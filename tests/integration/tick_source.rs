//! Tick source lifecycle under virtual time.
//!
//! Verifies the scheduling contract of `tick::spawn`: the first tick lands
//! a full period after the call, ticks keep arriving while the handle
//! lives, and every way of letting go of the ticker (drop, stop, receiver
//! gone) shuts the background task down.

use std::time::Duration;

use termfocus::tick::{self, Tick};

const PERIOD: Duration = Duration::from_secs(1);

#[tokio::test(start_paused = true)]
async fn ticks_arrive_while_ticker_lives() {
    let (_ticker, mut rx) = tick::spawn(PERIOD);
    for _ in 0..5 {
        assert_eq!(rx.recv().await, Some(Tick));
    }
}

#[tokio::test(start_paused = true)]
async fn first_tick_comes_after_a_full_period() {
    let (_ticker, mut rx) = tick::spawn(PERIOD);

    // Let the ticker task start and register its timer.
    tokio::task::yield_now().await;
    tokio::task::yield_now().await;

    tokio::time::advance(Duration::from_millis(999)).await;
    tokio::task::yield_now().await;
    assert!(rx.try_recv().is_err());

    tokio::time::advance(Duration::from_millis(1)).await;
    tokio::task::yield_now().await;
    tokio::task::yield_now().await;
    assert_eq!(rx.try_recv().ok(), Some(Tick));
}

#[tokio::test(start_paused = true)]
async fn dropping_ticker_closes_the_channel() {
    let (ticker, mut rx) = tick::spawn(PERIOD);
    assert_eq!(rx.recv().await, Some(Tick));

    drop(ticker);

    // Aborting the task drops the sender; the receiver observes the close
    // instead of any further ticks.
    assert_eq!(rx.recv().await, None);
}

#[tokio::test(start_paused = true)]
async fn stop_closes_the_channel() {
    let (ticker, mut rx) = tick::spawn(PERIOD);
    assert_eq!(rx.recv().await, Some(Tick));

    ticker.stop();

    assert_eq!(rx.recv().await, None);
}

#[tokio::test(start_paused = true)]
async fn dropped_receiver_ends_the_task() {
    let (ticker, rx) = tick::spawn(PERIOD);
    drop(rx);

    // The task notices the failed send on its next tick and exits.
    tokio::time::advance(PERIOD).await;
    for _ in 0..4 {
        tokio::task::yield_now().await;
    }
    assert!(ticker.is_finished());
}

____________

→ TASK REQUIREMENTS
Using the material above, restate each entry exactly as it stands.

→ EXPECTED ANSWER
filename tests/integration/tick_source.rs
//! Tick source lifecycle under virtual time.
//!
//! Verifies the scheduling contract of `tick::spawn`: the first tick lands
//! a full period after the call, ticks keep arriving while the handle
//! lives, and every way of letting go of the ticker (drop, stop, receiver
//! gone) shuts the background task down.

use std::time::Duration;

use termfocus::tick::{self, Tick};

const PERIOD: Duration = Duration::from_secs(1);

#[tokio::test(start_paused = true)]
async fn ticks_arrive_while_ticker_lives() {
    let (_ticker, mut rx) = tick::spawn(PERIOD);
    for _ in 0..5 {
        assert_eq!(rx.recv().await, Some(Tick));
    }
}

#[tokio::test(start_paused = true)]
async fn first_tick_comes_after_a_full_period() {
    let (_ticker, mut rx) = tick::spawn(PERIOD);

    // Let the ticker task start and register its timer.
    tokio::task::yield_now().await;
    tokio::task::yield_now().await;

    tokio::time::advance(Duration::from_millis(999)).await;
    tokio::task::yield_now().await;
    assert!(rx.try_recv().is_err());

    tokio::time::advance(Duration::from_millis(1)).await;
    tokio::task::yield_now().await;
    tokio::task::yield_now().await;
    assert_eq!(rx.try_recv().ok(), Some(Tick));
}

#[tokio::test(start_paused = true)]
async fn dropping_ticker_closes_the_channel() {
    let (ticker, mut rx) = tick::spawn(PERIOD);
    assert_eq!(rx.recv().await, Some(Tick));

    drop(ticker);

    // Aborting the task drops the sender; the receiver observes the close
    // instead of any further ticks.
    assert_eq!(rx.recv().await, None);
}

#[tokio::test(start_paused = true)]
async fn stop_closes_the_channel() {
    let (ticker, mut rx) = tick::spawn(PERIOD);
    assert_eq!(rx.recv().await, Some(Tick));

    ticker.stop();

    assert_eq!(rx.recv().await, None);
}

#[tokio::test(start_paused = true)]
async fn dropped_receiver_ends_the_task() {
    let (ticker, rx) = tick::spawn(PERIOD);
    drop(rx);

    // The task notices the failed send on its next tick and exits.
    tokio::time::advance(PERIOD).await;
    for _ in 0..4 {
        tokio::task::yield_now().await;
    }
    assert!(ticker.is_finished());
}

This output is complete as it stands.